Monday, Nov. 12, 1951
"Beat the Tax"
It looked like the biggest binge since Repeal. All over the nation last week, thousands of customers rushed to liquor stores to stock up as fast as their pocketbooks would allow. The reason for the buying spree was summed up by the ads: "Beat the tax!" In San Francisco, Weinstein's retail chain reported sales ten times its normal October business and far above even the best Christmas season. In Chicago, Marco's liquor store doubled its sales staff. In Manhattan, dealers refused to take telephone orders, stayed open far into the night.
Not only liquor had gone up. With the new excise taxes, cigarettes jumped a penny a pack, gasoline 1/2-c- a gallon, autos anywhere from $30 to $105. Because of a quirk in the tax law, the actual price rises in many cases were far higher than the new taxes themselves.

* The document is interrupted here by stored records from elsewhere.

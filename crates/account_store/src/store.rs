use std::fmt;
use std::fs;
use std::path::Path;

use tracing::warn;
use wb_channel::Credentials;

use crate::error::AccountStoreError;

/// Why a line was left out of the account list.
#[derive(Debug, Clone, Copy, PartialEq, Eq)]
pub enum SkipReason {
    MissingSeparator,
    EmptyField,
}

impl fmt::Display for SkipReason {
    fn fmt(&self, f: &mut fmt::Formatter<'_>) -> fmt::Result {
        match self {
            Self::MissingSeparator => write!(f, "expected `invoker_id,session_id`"),
            Self::EmptyField => write!(f, "invoker_id and session_id must be non-empty"),
        }
    }
}

#[derive(Debug, Clone, PartialEq, Eq)]
pub struct SkippedLine {
    /// 1-based line number.
    pub line: usize,
    pub reason: SkipReason,
}

#[derive(Debug, Clone, Default, PartialEq, Eq)]
pub struct LoadedAccounts {
    pub accounts: Vec<Credentials>,
    pub skipped: Vec<SkippedLine>,
}

impl LoadedAccounts {
    pub fn is_empty(&self) -> bool {
        self.accounts.is_empty()
    }
}

pub fn load_accounts(path: &Path) -> Result<LoadedAccounts, AccountStoreError> {
    let text = fs::read_to_string(path)
        .map_err(|source| AccountStoreError::io("reading account file", path, source))?;
    let loaded = parse_accounts(&text);
    for skipped in &loaded.skipped {
        warn!(
            path = %path.display(),
            line = skipped.line,
            reason = %skipped.reason,
            "skipping malformed account line"
        );
    }
    Ok(loaded)
}

pub fn parse_accounts(text: &str) -> LoadedAccounts {
    let mut loaded = LoadedAccounts::default();

    for (index, raw) in text.lines().enumerate() {
        let line = raw.trim();
        if line.is_empty() || line.starts_with('#') {
            continue;
        }

        match parse_line(line) {
            Ok(credentials) => loaded.accounts.push(credentials),
            Err(reason) => loaded.skipped.push(SkippedLine {
                line: index + 1,
                reason,
            }),
        }
    }

    loaded
}

fn parse_line(line: &str) -> Result<Credentials, SkipReason> {
    let mut fields = line.split(',').map(str::trim);
    let (Some(invoker_id), Some(session_id)) = (fields.next(), fields.next()) else {
        return Err(SkipReason::MissingSeparator);
    };
    if invoker_id.is_empty() || session_id.is_empty() {
        return Err(SkipReason::EmptyField);
    }
    Ok(Credentials::new(invoker_id, session_id))
}
//! Account file loading for batch simulation runs.
//!
//! One account per line as `invoker_id,session_id`. Blank lines and `#`
//! comments are ignored; malformed lines are reported and skipped, never fatal.

mod error;
mod store;
mod template;

pub use error::AccountStoreError;
pub use store::{load_accounts, parse_accounts, LoadedAccounts, SkipReason, SkippedLine};
pub use template::{write_template, ACCOUNTS_TEMPLATE, DEFAULT_ACCOUNTS_FILE};
//! Authentication infrastructure module
//!
//! Password hashing, credential verification, and HS256 token issuance and
//! verification.

mod credentials;
mod password;
mod service;
mod token;

pub use credentials::{CredentialVerifier, VerifiedCredential, DEFAULT_LOOKUP_TIMEOUT};
pub use password::{Argon2Hasher, PasswordHasher, StoredHashFormat};
pub use service::{AuthService, SignInPolicy};
pub use token::{
    SigningSecret, TokenConfig, TokenIssuer, TokenVerifier, DEFAULT_TOKEN_TTL_SECS,
    MAX_TOKEN_TTL_SECS,
};
use clap::Parser;
use fresh_grad_jobs::cli::{self, Cli, Command};

#[tokio::main]
async fn main() -> anyhow::Result<()> {
    let cli = Cli::parse();

    match cli.command.unwrap_or(Command::Serve) {
        Command::Serve => cli::serve::run().await,
        Command::HashPassword(args) => cli::hash_password::run(args),
    }
}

The quirk is an amendment of Florida's Democratic Representative Albert S. Herlong, which stipulates that merchants be allowed their usual percentage markups. Thus, in cases where taxes have traditionally been considered part of the cost of a product (e.g., liquor, sporting goods, electric appliances), the wholesale and retail markups are still figured on top of the new excise taxes. The actual tax boost on a fifth of blended whisky, for example, is 26-c-, but the new retail price of some brands is up as much as 40-c-. A refrigerator that retailed for $175 before the tax would now rise $17.50 v. the actual tax boost: $10. By the same token, a former $2 can of tennis balls now costs $2.35. Actual tax increase: 6-c-.